Microsoft open sources GWBASIC

Liam Proven lproven at gmail.com
Fri May 29 07:20:53 CDT 2020


On Wed, 27 May 2020 at 21:40, John Ames <commodorejohn at gmail.com> wrote:

> Agreed. While I'm much more favorably disposed towards C than you are,
> the increasing homogeneity of almost all modern languages is
> discouraging and, I think, detrimental to the field as a whole. Forth
> and Smalltalk alike were eye-openers when I discovered them (and
> Smalltalk in particular was a breath of fresh air, after I'd spent
> years failing to ever really grok OOP with the likes of C++ and Java,)
> because both presented genuinely *different* and beautifully
> consistent ways to think about structuring and specifying a computer
> program. These days, though, outside of deliberately jokey
> ultra-esoteric languages, it's pretty much just a bunch of
> domain-specific Java/Javascript knockoffs from horizon to horizon.

Indeed so.

And I have had earnest youngsters on Twitter and elsewhere very
seriously tell me that _no_ language could even theoretically be
immune to the problems of C, because _all_ languages are implemented
in C at the lowest level.

There are people in their 40s now, in senior positions and with tons
of experience, who have never in their lives seen any OS other than
Windows NT or Linux. Maybe FreeBSD if they are very
widely-experienced.

It is a biculture out there for most people. There _is_ nothing else.
They've never _heard_ of languages such as Forth or Prolog and
genuinely don't know anything else exists.

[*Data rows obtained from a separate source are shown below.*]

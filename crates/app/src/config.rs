use std::path::{Path, PathBuf};

use folio_core::{ExtractionSettings, SettingsError};
use serde::{Deserialize, Serialize};
use thiserror::Error;

/// Looked up in the working directory when no `--config` is given.
pub const DEFAULT_CONFIG_FILE: &str = "folio.toml";

#[derive(Debug, Error)]
pub enum ConfigError {
    #[error("cannot read {path}: {source}")]
    Io {
        path: PathBuf,
        #[source]
        source: std::io::Error,
    },
    #[error("Failed to parse TOML: {0}")]
    Toml(#[from] toml::de::Error),
    #[error(transparent)]
    Settings(#[from] SettingsError),
}

#[derive(Debug, Clone, PartialEq, Serialize, Deserialize)]
#[serde(default)]
pub struct AppConfig {
    /// Parent of per-operation output folders.
    pub output_root: PathBuf,
    pub audit_log: PathBuf,
    pub extraction: ExtractionSettings,
}

impl Default for AppConfig {
    fn default() -> Self {
        Self {
            output_root: PathBuf::from("outputs"),
            audit_log: PathBuf::from("logs/usage.csv"),
            extraction: ExtractionSettings::default(),
        }
    }
}

impl AppConfig {
    pub fn from_toml(toml_content: &str) -> Result<Self, ConfigError> {
        let config: AppConfig = toml::from_str(toml_content)?;
        config.extraction.validate()?;
        Ok(config)
    }

    /// An explicit path must exist; otherwise `folio.toml` under `cwd` is
    /// used when present, and defaults when not.
    pub fn load(explicit: Option<&Path>, cwd: &Path) -> Result<Self, ConfigError> {
        let path = match explicit {
            Some(path) => path.to_path_buf(),
            None => {
                let candidate = cwd.join(DEFAULT_CONFIG_FILE);
                if !candidate.is_file() {
                    return Ok(Self::default());
                }
                candidate
            }
        };
        let content = std::fs::read_to_string(&path)
            .map_err(|source| ConfigError::Io { path: path.clone(), source })?;
        Self::from_toml(&content)
    }

    pub fn output_dir_for(&self, operation: &str) -> PathBuf {
        self.output_root.join(operation)
    }
}

#[cfg(test)]
mod tests {
    use super::*;

    #[test]
    fn defaults_without_a_file() {
        let dir = tempfile::tempdir().unwrap();
        let config = AppConfig::load(None, dir.path()).unwrap();
        assert_eq!(config, AppConfig::default());
        assert_eq!(config.output_dir_for("card-statement"), PathBuf::from("outputs/card-statement"));
    }

    #[test]
    fn picks_up_folio_toml_in_working_directory() {
        let dir = tempfile::tempdir().unwrap();
        std::fs::write(
            dir.path().join(DEFAULT_CONFIG_FILE),
            "output_root = \"out\"\n\n[extraction]\nline_bin_height = 3.0\n",
        )
        .unwrap();
        let config = AppConfig::load(None, dir.path()).unwrap();
        assert_eq!(config.output_root, PathBuf::from("out"));
        assert_eq!(config.audit_log, PathBuf::from("logs/usage.csv"));
        assert_eq!(config.extraction.line_bin_height, 3.0);
        assert_eq!(config.extraction.dedup_decimals, 1);
    }

    #[test]
    fn explicit_path_must_exist() {
        let dir = tempfile::tempdir().unwrap();
        let err = AppConfig::load(Some(&dir.path().join("missing.toml")), dir.path()).unwrap_err();
        assert!(matches!(err, ConfigError::Io { .. }));
    }

    #[test]
    fn invalid_extraction_values_are_rejected() {
        let err = AppConfig::from_toml("[extraction]\nline_bin_height = 0.0\n").unwrap_err();
        assert!(matches!(err, ConfigError::Settings(_)));
        assert!(matches!(AppConfig::from_toml("output_root = 5"), Err(ConfigError::Toml(_))));
    }
}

> It's marketing - consistency there is a non-consideration, if not
> actively striven against. The whole saga with CP/M on CBM was a
> boondoggle - the CP/M cart existed because business customers wanted a
> CP/M add-in to run their spreadsheets and their whatnot, but it didn't
> end up being a good fit for reasons already stated (slow CPU, slow
> disk, 40-column only.) The 128 improved on those points, but not
> nearly enough to become competitive with the advancements CP/M
> machines had made in that time, and in the process wasted precious
> man-hours and drove up the cost and complexity of the unit - and all
> the while CP/M had been losing ground to MS-DOS in the business market
> for years! But marketing promised it, so it had to happen... :/

This amazes me, but I think the evidence is incontrovertible now.

It's been a very educational discussion! Thanks to all who have joined it!